En orientant et adaptant notre gestion à travers tel ou tel service, nous pouvons faire faire des économies à la société. Je prendrai un seul exemple : la forêt aide à la qualité de l'eau et des collectivités territoriales peuvent parfaitement envisager dans l'avenir un partenariat entre des forestiers et leur cité pour éviter de coûteuses infrastructures de purification de l'eau. Je citerai un seul exemple qui est la ville de Vienne, en Autriche, où ce partenariat est très productif et fonctionne dans l'intérêt de tous, les forestiers qui voient un de leurs services reconnu et pris en compte et la collectivité de cette ville de Vienne qui y trouve un grand avantage.

Nos propositions, c'est de faire en sorte que, entre les forestiers et les différents partenaires de la société que sont des personnes, des sociétés, des collectivités territoriales, qui ont un rôle fondamental en la matière, ou l'État, puisse s'établir un partenariat à travers des contrats qui seront le socle d'améliorations futures.

Les conflits d'usage, il y en a. Ils doivent être identifiés et résolus.

Pour l'usage du territoire, il n'y a quasiment plus de conflits avec les agriculteurs. Après la guerre, vous savez que la politique agricole était souvent, en tout cas chez certains agriculteurs dans certaines régions, de défricher beaucoup pour développer la production agricole. Aujourd'hui ce n'est plus d'actualité, d'actualité première en tout cas, et si ensemble, agriculteurs, forestiers et élus territoriaux, on aborde cette question d'équilibre du territoire entre la zone agricole et la zone forestière, à travers notamment des réglementations de boisements concertées et intelligentes, on saura résoudre ce problème.

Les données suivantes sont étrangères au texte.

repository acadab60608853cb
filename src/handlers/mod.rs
pub mod health_handlers;
pub mod object_handlers;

Entre forestiers et chasseurs, c'est un conflit contre-nature parce que les chasseurs sont nos amis. Il y a pourtant un point qui fait l'objet d'un débat, difficile parfois, c'est celui de l'équilibre sylvo-cynégétique. C'est-à-dire que lorsqu'il y a trop de gibier, la forêt ne peut plus se renouveler. Et aujourd'hui en France, 30 % du territoire forestier est concerné, parfois dramatiquement, par ce problème. C'est une confrontation entre deux passions : la passion des chasseurs, que tout le monde connaît bien et que nous respectons parfaitement, et la passion des forestiers, qui sont très attachés à leur métier et à ce qu'ils font. Je suis convaincu qu'à travers une concertation, même parfois un peu ardue, nous saurons trouver des solutions à cette difficulté.

Les forestiers ont eu du mal à comprendre cette résistance forte du monde de l'environnement. D'abord un exemple sur l'environnement venu des instances européennes. Lorsque l'on a des applications qui utilisent bien notre territoire, de type Natura 2000, alors nous appelons avec l'ensemble des partenaires du monde rural à ce que la concertation avec les autorités européennes et les acteurs, à travers les démarches nationales, soit véritablement efficace. Il nous faut cette concertation et il faut qu'on y soit associés. Ça progresse mais ce n'est pas encore toujours le cas.

Nous sommes aussi confrontés à un véritable défi avec la certification forestière, qui est un débat de caractère mondial. Nous avons appris à cette occasion à nous concerter avec ceux des écologistes qui sont raisonnables et constructifs. Et nous savons que grâce à ce contact, qui, lui, n'était pas naturel au départ, bien que nous soyons tous attachés à la gestion de notre territoire, et grâce à cette concertation, nous arrivons à trouver des zones de progrès.

Enfin, les forestiers sont des partenaires du monde rural. Ces enjeux auxquels ils sont confrontés, ils ne les affronteront pas seuls parce qu'ils ne sont pas les seuls dans le monde rural. Nous les affronterons avec nos partenaires de la filière bois, avec lesquels nous sommes très étroitement liés, avec nos partenaires de l'agriculture que sont les propriétaires agricoles, les exploitants agricoles, les chasseurs et les pêcheurs et, c'est notre voeu, avec l'ensemble des représentants des collectivités territoriales. C'est par ce contact et ce travail en commun qu'ensemble les forestiers apporteront leur contribution à une valorisation de l'espace rural.